* [The task]
Exactly as shown, give the full listing again.

======== Provided entries ========

#[tokio::test]
async fn test_plan_info_without_trial() {
    let (base, _server) = serve_once(
        200,
        json!({"response": {"result": {
            "plan": "Standard",
            "addon": "",
            "billingDate": "01 Dec, 2026",
            "rowsAllowed": 500000,
            "rowsUsed": "1200",
            "TrialAvailed": "false"
        }}})
        .to_string(),
    )
    .await;
    let client = client_for(&base);
    let uri = client.user_uri("owner@example.com");

    let plan = client.get_plan_info(&uri, None).await.unwrap();
    assert_eq!(plan.plan(), "Standard");
    assert_eq!(plan.rows_used(), 1200);
    assert!(!plan.is_trial_availed());
    assert!(plan.trial_status().is_none());
}

#[tokio::test]
async fn test_copy_database_numeric_id() {
    let (base, server) =
        serve_once(200, r#"{"response":{"result":{"dbid":1148746000000012345}}}"#).await;
    let client = client_for(&base);
    let uri = client.db_uri("owner@example.com", "Sales/2024");

    let id = client
        .copy_database(&uri, "key-abc", "Sales Copy", None)
        .await
        .unwrap();
    assert_eq!(id, "1148746000000012345");

    let captured = server.await.unwrap();
    assert!(captured.request_line.contains("/api/owner%40example.com/Sales(/)2024?"));
    assert_eq!(captured.form_value(keys::DATABASE_NAME).as_deref(), Some("Sales Copy"));
    assert_eq!(captured.form_value(keys::COPY_DB_KEY).as_deref(), Some("key-abc"));
}

#[tokio::test]
async fn test_share_view_joins_lists() {
    let (base, server) = serve_once(200, "").await;
    let client = client_for(&base);
    let uri = client.db_uri("owner@example.com", "Sales");

    client
        .share_view(&uri, &["a@example.com", "b@example.com"], &["Orders", "Chart"], None, None)
        .await
        .unwrap();

    let captured = server.await.unwrap();
    assert_eq!(
        captured.form_value(keys::EMAILS).as_deref(),
        Some("a@example.com,b@example.com")
    );
    assert_eq!(captured.form_value(keys::VIEWS).as_deref(), Some("Orders,Chart"));
    assert!(captured.form_value(keys::CRITERIA).is_none());
}

#[tokio::test]
async fn test_share_info_over_the_wire() {
    let (base, _server) = serve_once(
        200,
        json!({"response": {"result": {
            "usershareinfo": [],
            "groupshareinfo": [
                {"shareinfo": {"groupName": "Interns", "desc": "summer", "groupmembers": [],
                    "permissions": [{"perminfo": {"viewname": "Orders", "sharedby": "owner@example.com",
                        "permission": {"read": "true", "export": "false"}}}]}}
            ],
            "publicshareinfo": {},
            "privatelinkshareinfo": {},
            "dbownershareinfo": {"dbowners": []}
        }}})
        .to_string(),
    )
    .await;
    let client = client_for(&base);
    let uri = client.db_uri("owner@example.com", "Sales");

    let info = client.get_share_info(&uri, None).await.unwrap();
    assert_eq!(info.group_members().len(), 1);
    assert!(info.group_members()[0].members.is_empty());
    let perms = &info.group_permissions()["Interns"];
    assert!(perms[0].has_read_permission());
    assert!(!perms[0].has_export_permission());
}

#[tokio::test]
async fn test_connection_refused_is_transport_error() {
    let listener = TcpListener::bind("127.0.0.1:0").await.unwrap();
    let addr = listener.local_addr().unwrap();
    drop(listener);

    let client = client_for(&format!("http://{}/api/", addr));
    let uri = client.user_uri("owner@example.com");

    let err = client.add_user(&uri, &["new@example.com"], None).await.unwrap_err();
    match err {
        ClientError::Transport { action, status, .. } => {
            assert_eq!(action, Action::AddUser);
            assert!(status.is_none());
        }
        other => panic!("expected transport error, got {:?}", other),
    }
}

#[tokio::test]
async fn test_import_missing_file_is_transport_error() {
    let client = client_for("http://127.0.0.1:9/api/");
    let uri = client.table_uri("owner@example.com", "Sales", "Orders");

    let err = client
        .import_data(
            &uri,
            ImportType::UpdateAdd,
            "/definitely/not/here.csv",
            true,
            ImportErrorPolicy::Abort,
            None,
        )
        .await
        .unwrap_err();
    assert!(matches!(err, ClientError::Transport { action: Action::Import, .. }));
}

#[tokio::test]
async fn test_import_file_sends_multipart_body() {
    let dir = std::env::temp_dir().join(format!("reportclient-import-{}", std::process::id()));
    std::fs::create_dir_all(&dir).unwrap();
    let path = dir.join("orders.csv");
    std::fs::write(&path, "Region,Sales\nEast,100\n").unwrap();

    let (base, server) = serve_once(
        200,
        json!({"response": {"result": {
            "importSummary": {"importType": "APPEND", "successRowCount": 1, "importOperation": "updated"}
        }}})
        .to_string(),
    )
    .await;
    let client = client_for(&base);
    let uri = client.table_uri("owner@example.com", "Sales", "Orders");

    let config = Params::new().with("ZOHO_EMPTY_KEY", "");
    let result = client
        .import_data(&uri, ImportType::Append, &path, true, ImportErrorPolicy::SkipRow, Some(&config))
        .await
        .unwrap();
    assert_eq!(result.success_row_count(), 1);

    let captured = server.await.unwrap();
    std::fs::remove_dir_all(&dir).ok();

    assert!(captured.request_line.contains("ZOHO_ACTION=IMPORT"));
    let body = &captured.body;
    assert!(body.contains("name=\"ZOHO_FILE\"; filename=\"orders.csv\""));
    assert!(body.contains("Content-Type: json/csv"));
    assert!(body.contains("Region,Sales\nEast,100\n"));
    assert!(body.contains("name=\"ZOHO_IMPORT_TYPE\"\r\n\r\nAPPEND"));
    assert!(body.contains("name=\"ZOHO_AUTO_IDENTIFY\"\r\n\r\ntrue"));
    assert!(body.contains("name=\"ZOHO_ON_IMPORT_ERROR\"\r\n\r\nSKIPROW"));
    assert!(body.contains("name=\"ZOHO_CREATE_TABLE\"\r\n\r\nfalse"));
    assert!(!body.contains("ZOHO_EMPTY_KEY"));
}

#[tokio::test]
async fn test_requests_go_through_http_proxy() {
    let (proxy_base, server) = serve_once(
        200,
        json!({"response": {"result": {"isdbexist": "true"}}}).to_string(),
    )
    .await;
    let (host, port) = proxy_base
        .trim_start_matches("http://")
        .trim_end_matches("/api/")
        .split_once(':')
        .unwrap();

    let client = ReportClient::from_config(ClientConfig {
        base_url: "http://reports.invalid/api/".to_string(),
        proxy: Some(ProxyConfig {
            host: host.to_string(),
            port: port.parse().unwrap(),
            kind: ProxyKind::Http,
            username: None,
            password: None,
        }),
        ..ClientConfig::new("test-token")
    })
    .unwrap();
    let uri = client.user_uri("owner@example.com");

    assert!(client.is_db_exist(&uri, "Sales", None).await.unwrap());

    let captured = server.await.unwrap();
    assert!(captured
        .request_line
        .starts_with("POST http://reports.invalid/api/owner%40example.com?ZOHO_ACTION=ISDBEXIST"));
}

========

* [Response below]
#[tokio::test]
async fn test_plan_info_without_trial() {
    let (base, _server) = serve_once(
        200,
        json!({"response": {"result": {
            "plan": "Standard",
            "addon": "",
            "billingDate": "01 Dec, 2026",
            "rowsAllowed": 500000,
            "rowsUsed": "1200",
            "TrialAvailed": "false"
        }}})
        .to_string(),
    )
    .await;
    let client = client_for(&base);
    let uri = client.user_uri("owner@example.com");

    let plan = client.get_plan_info(&uri, None).await.unwrap();
    assert_eq!(plan.plan(), "Standard");
    assert_eq!(plan.rows_used(), 1200);
    assert!(!plan.is_trial_availed());
    assert!(plan.trial_status().is_none());
}

#[tokio::test]
async fn test_copy_database_numeric_id() {
    let (base, server) =
        serve_once(200, r#"{"response":{"result":{"dbid":1148746000000012345}}}"#).await;
    let client = client_for(&base);
    let uri = client.db_uri("owner@example.com", "Sales/2024");

    let id = client
        .copy_database(&uri, "key-abc", "Sales Copy", None)
        .await
        .unwrap();
    assert_eq!(id, "1148746000000012345");

    let captured = server.await.unwrap();
    assert!(captured.request_line.contains("/api/owner%40example.com/Sales(/)2024?"));
    assert_eq!(captured.form_value(keys::DATABASE_NAME).as_deref(), Some("Sales Copy"));
    assert_eq!(captured.form_value(keys::COPY_DB_KEY).as_deref(), Some("key-abc"));
}

#[tokio::test]
async fn test_share_view_joins_lists() {
    let (base, server) = serve_once(200, "").await;
    let client = client_for(&base);
    let uri = client.db_uri("owner@example.com", "Sales");

    client
        .share_view(&uri, &["a@example.com", "b@example.com"], &["Orders", "Chart"], None, None)
        .await
        .unwrap();

    let captured = server.await.unwrap();
    assert_eq!(
        captured.form_value(keys::EMAILS).as_deref(),
        Some("a@example.com,b@example.com")
    );
    assert_eq!(captured.form_value(keys::VIEWS).as_deref(), Some("Orders,Chart"));
    assert!(captured.form_value(keys::CRITERIA).is_none());
}

#[tokio::test]
async fn test_share_info_over_the_wire() {
    let (base, _server) = serve_once(
        200,
        json!({"response": {"result": {
            "usershareinfo": [],
            "groupshareinfo": [
                {"shareinfo": {"groupName": "Interns", "desc": "summer", "groupmembers": [],
                    "permissions": [{"perminfo": {"viewname": "Orders", "sharedby": "owner@example.com",
                        "permission": {"read": "true", "export": "false"}}}]}}
            ],
            "publicshareinfo": {},
            "privatelinkshareinfo": {},
            "dbownershareinfo": {"dbowners": []}
        }}})
        .to_string(),
    )
    .await;
    let client = client_for(&base);
    let uri = client.db_uri("owner@example.com", "Sales");

    let info = client.get_share_info(&uri, None).await.unwrap();
    assert_eq!(info.group_members().len(), 1);
    assert!(info.group_members()[0].members.is_empty());
    let perms = &info.group_permissions()["Interns"];
    assert!(perms[0].has_read_permission());
    assert!(!perms[0].has_export_permission());
}

#[tokio::test]
async fn test_connection_refused_is_transport_error() {
    let listener = TcpListener::bind("127.0.0.1:0").await.unwrap();
    let addr = listener.local_addr().unwrap();
    drop(listener);

    let client = client_for(&format!("http://{}/api/", addr));
    let uri = client.user_uri("owner@example.com");

    let err = client.add_user(&uri, &["new@example.com"], None).await.unwrap_err();
    match err {
        ClientError::Transport { action, status, .. } => {
            assert_eq!(action, Action::AddUser);
            assert!(status.is_none());
        }
        other => panic!("expected transport error, got {:?}", other),
    }
}

#[tokio::test]
async fn test_import_missing_file_is_transport_error() {
    let client = client_for("http://127.0.0.1:9/api/");
    let uri = client.table_uri("owner@example.com", "Sales", "Orders");

    let err = client
        .import_data(
            &uri,
            ImportType::UpdateAdd,
            "/definitely/not/here.csv",
            true,
            ImportErrorPolicy::Abort,
            None,
        )
        .await
        .unwrap_err();
    assert!(matches!(err, ClientError::Transport { action: Action::Import, .. }));
}

#[tokio::test]
async fn test_import_file_sends_multipart_body() {
    let dir = std::env::temp_dir().join(format!("reportclient-import-{}", std::process::id()));
    std::fs::create_dir_all(&dir).unwrap();
    let path = dir.join("orders.csv");
    std::fs::write(&path, "Region,Sales\nEast,100\n").unwrap();

    let (base, server) = serve_once(
        200,
        json!({"response": {"result": {
            "importSummary": {"importType": "APPEND", "successRowCount": 1, "importOperation": "updated"}
        }}})
        .to_string(),
    )
    .await;
    let client = client_for(&base);
    let uri = client.table_uri("owner@example.com", "Sales", "Orders");

    let config = Params::new().with("ZOHO_EMPTY_KEY", "");
    let result = client
        .import_data(&uri, ImportType::Append, &path, true, ImportErrorPolicy::SkipRow, Some(&config))
        .await
        .unwrap();
    assert_eq!(result.success_row_count(), 1);

    let captured = server.await.unwrap();
    std::fs::remove_dir_all(&dir).ok();

    assert!(captured.request_line.contains("ZOHO_ACTION=IMPORT"));
    let body = &captured.body;
    assert!(body.contains("name=\"ZOHO_FILE\"; filename=\"orders.csv\""));
    assert!(body.contains("Content-Type: json/csv"));
    assert!(body.contains("Region,Sales\nEast,100\n"));
    assert!(body.contains("name=\"ZOHO_IMPORT_TYPE\"\r\n\r\nAPPEND"));
    assert!(body.contains("name=\"ZOHO_AUTO_IDENTIFY\"\r\n\r\ntrue"));
    assert!(body.contains("name=\"ZOHO_ON_IMPORT_ERROR\"\r\n\r\nSKIPROW"));
    assert!(body.contains("name=\"ZOHO_CREATE_TABLE\"\r\n\r\nfalse"));
    assert!(!body.contains("ZOHO_EMPTY_KEY"));
}

#[tokio::test]
async fn test_requests_go_through_http_proxy() {
    let (proxy_base, server) = serve_once(
        200,
        json!({"response": {"result": {"isdbexist": "true"}}}).to_string(),
    )
    .await;
    let (host, port) = proxy_base
        .trim_start_matches("http://")
        .trim_end_matches("/api/")
        .split_once(':')
        .unwrap();

    let client = ReportClient::from_config(ClientConfig {
        base_url: "http://reports.invalid/api/".to_string(),
        proxy: Some(ProxyConfig {
            host: host.to_string(),
            port: port.parse().unwrap(),
            kind: ProxyKind::Http,
            username: None,
            password: None,
        }),
        ..ClientConfig::new("test-token")
    })
    .unwrap();
    let uri = client.user_uri("owner@example.com");

    assert!(client.is_db_exist(&uri, "Sales", None).await.unwrap());

    let captured = server.await.unwrap();
    assert!(captured
        .request_line
        .starts_with("POST http://reports.invalid/api/owner%40example.com?ZOHO_ACTION=ISDBEXIST"));
}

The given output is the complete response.